When you send good vibes to others, you create connection, as well as generate thankfulness in yourself. That’s the theory behind this (modified) Breath of Connection meditation taught by psychologist Kelly McGonigal, Ph.D. You can stay with each part of this exercise for one breath, or repeat it for many breaths–meaning, if you take the shorter route, you can actually up your GQ (Gratitude Quotient) in less than a minute.
1. Find a quiet place to sit for 15 to 20 minutes. Take a few minutes to settle your mind.
2. Eyes closed, bring to mind a person who is nearby. As you inhale, take in that person’s physical presence. As you exhale, send appreciation.
3. Bring to mind a person who is close to your heart, but far away. As you inhale, bring that person to mind. As you exhale, send love and support.

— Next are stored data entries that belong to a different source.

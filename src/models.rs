//! Shared models and types
//!
//! This module contains types shared across multiple modules
//! to avoid circular dependencies.

use chrono::{DateTime, Utc};
use serde::{Deserialize, Serialize};

/// Standard API response wrapper
#[derive(Debug, Clone, Serialize, Deserialize)]
pub struct ApiResponse<T> {
    pub ok: bool,
    #[serde(skip_serializing_if = "Option::is_none")]
    pub data: Option<T>,
    #[serde(skip_serializing_if = "Option::is_none")]
    pub message: Option<String>,
    #[serde(skip_serializing_if = "Option::is_none")]
    pub error: Option<String>,
}

impl<T> ApiResponse<T> {
    pub fn success(data: T) -> Self {
        Self {
            ok: true,
            data: Some(data),
            message: None,
            error: None,
        }
    }

    pub fn success_with_message(data: T, msg: impl Into<String>) -> Self {
        Self {
            ok: true,
            data: Some(data),
            message: Some(msg.into()),
            error: None,
        }
    }

    pub fn error(msg: impl Into<String>) -> Self {
        Self {
            ok: false,
            data: None,
            message: None,
            error: Some(msg.into()),
        }
    }
}

/// Health check response
#[derive(Debug, Clone, Serialize, Deserialize)]
pub struct HealthResponse {
    pub status: String,
    pub version: String,
    pub engine_connected: bool,
    pub db_connected: bool,
    pub active_monitors: usize,
}

/// A single decoded video frame (BGR24 pixel buffer).
///
/// Produced by the capture loop, which stamps the monotonically increasing
/// sequence number. Ownership moves through the pipeline with the frame;
/// no two stages ever hold the same frame mutably.
#[derive(Debug, Clone)]
pub struct Frame {
    /// Monotonic per-stream sequence number (starts at 1)
    pub seq: u64,
    pub width: u32,
    pub height: u32,
    /// Raw BGR24 pixels, `width * height * 3` bytes
    pub data: Vec<u8>,
    pub captured_at: DateTime<Utc>,
}

impl Frame {
    /// Expected byte length for the frame's dimensions
    pub fn expected_len(width: u32, height: u32) -> usize {
        width as usize * height as usize * 3
    }
}
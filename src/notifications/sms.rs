//! SMS alerts via the Twilio REST API

use super::{AlertMessage, NotificationSink};
use crate::error::{Error, Result};
use crate::store::ContactRecord;
use async_trait::async_trait;
use std::time::Duration;

const TWILIO_API_BASE: &str = "https://api.twilio.com/2010-04-01";

/// Twilio SMS sink
pub struct SmsSink {
    client: reqwest::Client,
    account_sid: String,
    auth_token: String,
    from_number: String,
}

impl SmsSink {
    pub fn new(account_sid: String, auth_token: String, from_number: String) -> Self {
        let client = reqwest::Client::builder()
            .timeout(Duration::from_secs(15))
            .build()
            .expect("Failed to create HTTP client");

        Self {
            client,
            account_sid,
            auth_token,
            from_number,
        }
    }

    async fn send_one(&self, to: &str, body: &str) -> Result<()> {
        let url = format!(
            "{}/Accounts/{}/Messages.json",
            TWILIO_API_BASE, self.account_sid
        );

        let resp = self
            .client
            .post(&url)
            .basic_auth(&self.account_sid, Some(&self.auth_token))
            .form(&[("To", to), ("From", self.from_number.as_str()), ("Body", body)])
            .send()
            .await
            .map_err(|e| Error::Notify(format!("twilio request failed: {}", e)))?;

        if !resp.status().is_success() {
            return Err(Error::Notify(format!(
                "twilio returned {}",
                resp.status()
            )));
        }

        Ok(())
    }
}

#[async_trait]
impl NotificationSink for SmsSink {
    fn name(&self) -> &'static str {
        "sms"
    }

    async fn notify(&self, alert: &AlertMessage, recipients: &[ContactRecord]) -> Result<()> {
        let body = format!(
            "ALERT: Target {} identified at {}. Video: {}",
            alert.identities_label(),
            alert.occurred_at.format("%Y-%m-%d %H:%M:%S"),
            alert.video_url
        );

        for contact in recipients {
            let Some(phone) = contact.contact_phone.as_deref() else {
                continue;
            };

            match self.send_one(phone, &body).await {
                Ok(()) => {
                    tracing::info!(phone = %phone, "SMS alert sent");
                }
                Err(e) => {
                    tracing::error!(
                        phone = %phone,
                        error = %e,
                        "Failed to send SMS alert"
                    );
                }
            }
        }

        Ok(())
    }
}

4. Bring to mind an ancestor or someone whose very life has made your present experience possible. As you inhale, take in the meaning of that person’s life, and as you exhale, send gratitude.

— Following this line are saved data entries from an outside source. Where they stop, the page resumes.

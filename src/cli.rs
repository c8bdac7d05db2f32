use dialoguer::{Confirm, Input, Password};
use serde_json::Value;
use std::path::{Path, PathBuf};

use sitedesk_protocol::ListQuery;

use crate::client::{FormPart, HttpClient};
use crate::config::{default_config_path, ConsoleConfig};
use crate::error::{DeskError, Result};
use crate::events::SessionEvent;
use crate::export::export_to_path;
use crate::resource::ContentService;
use crate::session::SessionService;
use crate::ui::{listing_columns, UI};
use crate::version::format_version_info;
use crate::{
    ChangePasswordArgs, Commands, ConfigArgs, ConfigCommand, DeleteArgs, ExportArgs, ListArgs,
    LoginArgs, RecordArgs, ShowArgs, UpdateArgs,
};

/// Columns shown by `list` unless `--json` is given
const LISTING_COLUMNS: usize = 6;

/// CLI handler for processing commands
pub struct CliHandler {
    config_path: Option<PathBuf>,
    ui: UI,
}

impl CliHandler {
    /// Create a new CLI handler with a custom config path
    pub fn with_config_path(config_path: Option<PathBuf>) -> Self {
        Self {
            config_path,
            ui: UI::new(),
        }
    }

    /// Load configuration using the handler's config path
    async fn load_config(&self) -> Result<ConsoleConfig> {
        ConsoleConfig::load(self.config_path.as_deref()).await
    }

    /// Build a session on top of the configured client and resume any stored token
    async fn open_session(&self) -> Result<SessionService> {
        let config = self.load_config().await?;
        let client = HttpClient::connect(config.to_client_config()?)?;

        client.set_notice_callback(Box::new(|notice| UI::new().notice(notice)));
        client.set_event_callback(Box::new(|event| {
            if let SessionEvent::Invalidated { .. } = event {
                UI::new().warning("Your session has ended. Run `sitedesk login` to sign in again.");
            }
        }));

        let session = SessionService::new(client);
        let _ = session.restore();
        Ok(session)
    }

    /// Session for content commands: admin only, nagging until the initial
    /// password is replaced
    async fn open_admin_session(&self) -> Result<SessionService> {
        let session = self.open_session().await?;
        session.require_admin()?;
        if session.status().first_time_login {
            self.ui.warning(
                "You are still using the initial password. Run `sitedesk change-password`.",
            );
        }
        Ok(session)
    }

    /// Execute a CLI command
    pub async fn execute(&mut self, command: Commands) -> Result<()> {
        match command {
            Commands::Login(args) => self.handle_login(args).await,
            Commands::Logout => self.handle_logout().await,
            Commands::Status => self.handle_status().await,
            Commands::ChangePassword(args) => self.handle_change_password(args).await,
            Commands::List(args) => self.handle_list(args).await,
            Commands::Show(args) => self.handle_show(args).await,
            Commands::Create(args) => self.handle_create(args).await,
            Commands::Update(args) => self.handle_update(args).await,
            Commands::Delete(args) => self.handle_delete(args).await,
            Commands::Export(args) => self.handle_export(args).await,
            Commands::Config(args) => self.handle_config(args).await,
        }
    }

    /// Handle login command
    async fn handle_login(&mut self, args: LoginArgs) -> Result<()> {
        let session = self.open_session().await?;

        let email = match args.email {
            Some(email) => email,
            None => Input::<String>::new().with_prompt("Email").interact_text()?,
        };
        let password = match args.password {
            Some(password) => password,
            None => Password::new().with_prompt("Password").interact()?,
        };

        let data = session.login(&email, &password).await?;
        self.ui.success(&format!("Logged in as {} ({})", email, data.role));

        if !data.role.is_admin() {
            self.ui
                .warning("This account is not an administrator; content commands are disabled.");
        }
        if data.first_time_login {
            self.ui.warning(
                "This is your first login. Change your password with `sitedesk change-password`.",
            );
        }
        Ok(())
    }

    /// Handle logout command
    async fn handle_logout(&mut self) -> Result<()> {
        let session = self.open_session().await?;
        session.logout().await?;
        self.ui.success("Logged out");
        Ok(())
    }

    /// Handle status command
    async fn handle_status(&mut self) -> Result<()> {
        let session = self.open_session().await?;
        let status = session.status();
        let reachable = session.client().probe().await;

        let mut content = vec![
            ("Version", format_version_info()),
            ("Endpoint", session.client().config().base_url.clone()),
            (
                "Authentication",
                self.ui
                    .format_auth_status(status.logged_in, status.is_expired()),
            ),
        ];

        if status.logged_in {
            content.push(("Role", self.ui.format_user_field(status.role.clone())));
            content.push((
                "First login",
                if status.first_time_login { "yes" } else { "no" }.to_string(),
            ));
            content.push((
                "Token expires",
                self.ui
                    .format_user_field(status.expires_at.map(|t| t.to_rfc3339())),
            ));
            content.push((
                "Auto refresh",
                if session.client().has_scheduled_refresh() {
                    "scheduled"
                } else {
                    "not scheduled"
                }
                .to_string(),
            ));
        }
        content.push(("Server", self.ui.format_server_status(reachable)));
        content.push((
            "Session file",
            self.ui.format_user_field(
                session
                    .client()
                    .store()
                    .storage_path()
                    .map(|p| p.display().to_string()),
            ),
        ));

        self.ui.card("Status", content);
        Ok(())
    }

    async fn handle_change_password(&mut self, args: ChangePasswordArgs) -> Result<()> {
        let session = self.open_session().await?;

        let current = match args.current {
            Some(current) => current,
            None => Password::new().with_prompt("Current password").interact()?,
        };
        let new = match args.new {
            Some(new) => new,
            None => Password::new()
                .with_prompt("New password")
                .with_confirmation("Confirm new password", "Passwords do not match")
                .interact()?,
        };

        session.change_password(&current, &new).await?;
        self.ui.success("Password changed");
        Ok(())
    }

    /// Handle list command
    async fn handle_list(&mut self, args: ListArgs) -> Result<()> {
        let session = self.open_admin_session().await?;
        let service = ContentService::new(session.client().clone());

        let query = ListQuery {
            page: args.page,
            limit: args.limit,
            search: args.search,
        };
        let page = service.list(args.kind, &query).await?;

        if args.json {
            println!("{}", serde_json::to_string_pretty(&page)?);
            return Ok(());
        }

        if page.items.is_empty() {
            self.ui.info(&format!("No {} found", args.kind));
            return Ok(());
        }

        let columns = listing_columns(&page.items, LISTING_COLUMNS);
        self.ui.table(&columns, &page.items);
        self.ui.blank_line();
        self.ui.info(&format!(
            "Page {} · showing {} of {} {}",
            page.page,
            page.items.len(),
            page.total,
            args.kind
        ));
        Ok(())
    }

    async fn handle_show(&mut self, args: ShowArgs) -> Result<()> {
        let session = self.open_admin_session().await?;
        let service = ContentService::new(session.client().clone());

        let mut record = service.get(args.kind, &args.id).await?;
        service.resolve_media(&mut record);

        if args.json {
            println!("{}", serde_json::to_string_pretty(&record)?);
        } else {
            self.ui.record(&format!("{} {}", args.kind, args.id), &record);
        }
        Ok(())
    }

    async fn handle_create(&mut self, args: RecordArgs) -> Result<()> {
        let session = self.open_admin_session().await?;
        let service = ContentService::new(session.client().clone());

        let fields = read_fields(args.data.as_deref(), args.data_file.as_deref()).await?;
        let files = read_files(&args.files).await?;

        let created = service.create(args.kind, fields, files).await?;
        self.ui.success(&format!("Created {} record", args.kind));
        if let Some(id) = record_id(&created) {
            self.ui.info(&format!("id: {}", id));
        }
        Ok(())
    }

    async fn handle_update(&mut self, args: UpdateArgs) -> Result<()> {
        let session = self.open_admin_session().await?;
        let service = ContentService::new(session.client().clone());

        let fields = read_fields(
            args.record.data.as_deref(),
            args.record.data_file.as_deref(),
        )
        .await?;
        let files = read_files(&args.record.files).await?;

        service
            .update(args.record.kind, &args.id, fields, files)
            .await?;
        self.ui
            .success(&format!("Updated {} {}", args.record.kind, args.id));
        Ok(())
    }

    async fn handle_delete(&mut self, args: DeleteArgs) -> Result<()> {
        let session = self.open_admin_session().await?;
        let service = ContentService::new(session.client().clone());

        if !args.force {
            let confirmed = Confirm::new()
                .with_prompt(format!("Delete {} {}?", args.kind, args.id))
                .default(false)
                .interact()?;
            if !confirmed {
                return Err(DeskError::user_cancelled());
            }
        }

        service.delete(args.kind, &args.id).await?;
        self.ui.success(&format!("Deleted {} {}", args.kind, args.id));
        Ok(())
    }

    async fn handle_export(&mut self, args: ExportArgs) -> Result<()> {
        let session = self.open_admin_session().await?;
        let service = ContentService::new(session.client().clone());

        let query = ListQuery {
            page: None,
            limit: args.limit,
            search: args.search,
        };
        let page = service.list(args.kind, &query).await?;

        let output = args
            .output
            .unwrap_or_else(|| PathBuf::from(format!("{}.csv", args.kind)));
        let rows = export_to_path(&page.items, &output)?;
        self.ui.success(&format!(
            "Exported {} {} to {}",
            rows,
            args.kind,
            output.display()
        ));
        Ok(())
    }

    /// Handle config command
    async fn handle_config(&mut self, args: ConfigArgs) -> Result<()> {
        let path = self.config_path.clone().unwrap_or_else(default_config_path);
        let mut config = self.load_config().await?;

        match args.command {
            ConfigCommand::Show => {
                self.ui.card(
                    "Configuration",
                    vec![
                        ("File", path.display().to_string()),
                        ("Endpoint", config.endpoint.clone()),
                        ("Timeout", format!("{}s", config.timeout)),
                        ("Verbose", config.verbose.to_string()),
                        ("Session file", session_file_label(&config)),
                        ("Refresh lead", format!("{}s", config.refresh_lead_secs)),
                        ("Notice window", format!("{}s", config.notice_window_secs)),
                        ("Asset prefix", config.asset_prefix.clone()),
                        (
                            "Asset root",
                            config.to_client_config()?.asset_root(),
                        ),
                    ],
                );
                return Ok(());
            }
            ConfigCommand::SetEndpoint { url } => config.endpoint = url,
            ConfigCommand::SetTimeout { seconds } => config.timeout = seconds,
            ConfigCommand::SetVerbose { enabled } => config.verbose = parse_flag(&enabled)?,
            ConfigCommand::SetRefreshLead { seconds } => config.refresh_lead_secs = seconds,
            ConfigCommand::Reset => config = ConsoleConfig::default(),
        }

        // Reject settings the client would refuse before writing them
        config.to_client_config()?;
        config.save(&path).await?;
        self.ui.success("Configuration saved");
        Ok(())
    }
}

fn session_file_label(config: &ConsoleConfig) -> String {
    if config.session_storage_enabled {
        config.storage_dir.join("session.json").display().to_string()
    } else {
        "disabled (memory only)".to_string()
    }
}

fn parse_flag(value: &str) -> Result<bool> {
    match value.trim().to_ascii_lowercase().as_str() {
        "true" | "on" | "yes" | "1" => Ok(true),
        "false" | "off" | "no" | "0" => Ok(false),
        other => Err(DeskError::invalid_input(format!(
            "Expected true or false, got '{}'",
            other
        ))),
    }
}

/// Split a `field=path` upload argument
pub fn parse_file_arg(arg: &str) -> Result<(String, PathBuf)> {
    match arg.split_once('=') {
        Some((field, path)) if !field.trim().is_empty() && !path.trim().is_empty() => {
            Ok((field.trim().to_string(), PathBuf::from(path.trim())))
        }
        _ => Err(DeskError::invalid_input(format!(
            "Expected --file field=path, got '{}'",
            arg
        ))),
    }
}

async fn read_files(args: &[String]) -> Result<Vec<FormPart>> {
    let mut parts = Vec::with_capacity(args.len());
    for arg in args {
        let (field, path) = parse_file_arg(arg)?;
        parts.push(FormPart::file(field, &path).await?);
    }
    Ok(parts)
}

/// Record fields from `--data` or `--data-file`
async fn read_fields(data: Option<&str>, data_file: Option<&Path>) -> Result<Value> {
    let raw = match (data, data_file) {
        (Some(_), Some(_)) => {
            return Err(DeskError::invalid_input(
                "Use either --data or --data-file, not both",
            ))
        }
        (Some(data), None) => data.to_string(),
        (None, Some(path)) => tokio::fs::read_to_string(path)
            .await
            .map_err(|e| DeskError::io_from_error(format!("Reading {}", path.display()), e))?,
        (None, None) => "{}".to_string(),
    };

    let fields: Value = serde_json::from_str(&raw)
        .map_err(|e| DeskError::invalid_input(format!("Record data is not valid JSON: {}", e)))?;
    if !fields.is_object() {
        return Err(DeskError::invalid_input("Record data must be a JSON object"));
    }
    Ok(fields)
}

fn record_id(record: &Value) -> Option<String> {
    ["_id", "id"]
        .iter()
        .find_map(|k| record.get(*k))
        .map(|v| match v {
            Value::String(s) => s.clone(),
            other => other.to_string(),
        })
}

5. Bring to mind all those who will come after you. As you inhale, experience the joy of your own life. As you exhale, send those future generations the best of your life, and hope for the future.
6. On your last inhale, concentrate on the breath and sensations of your own body. As you exhale, thank yourself for taking care of yourself and the part of the world on which you have some influence.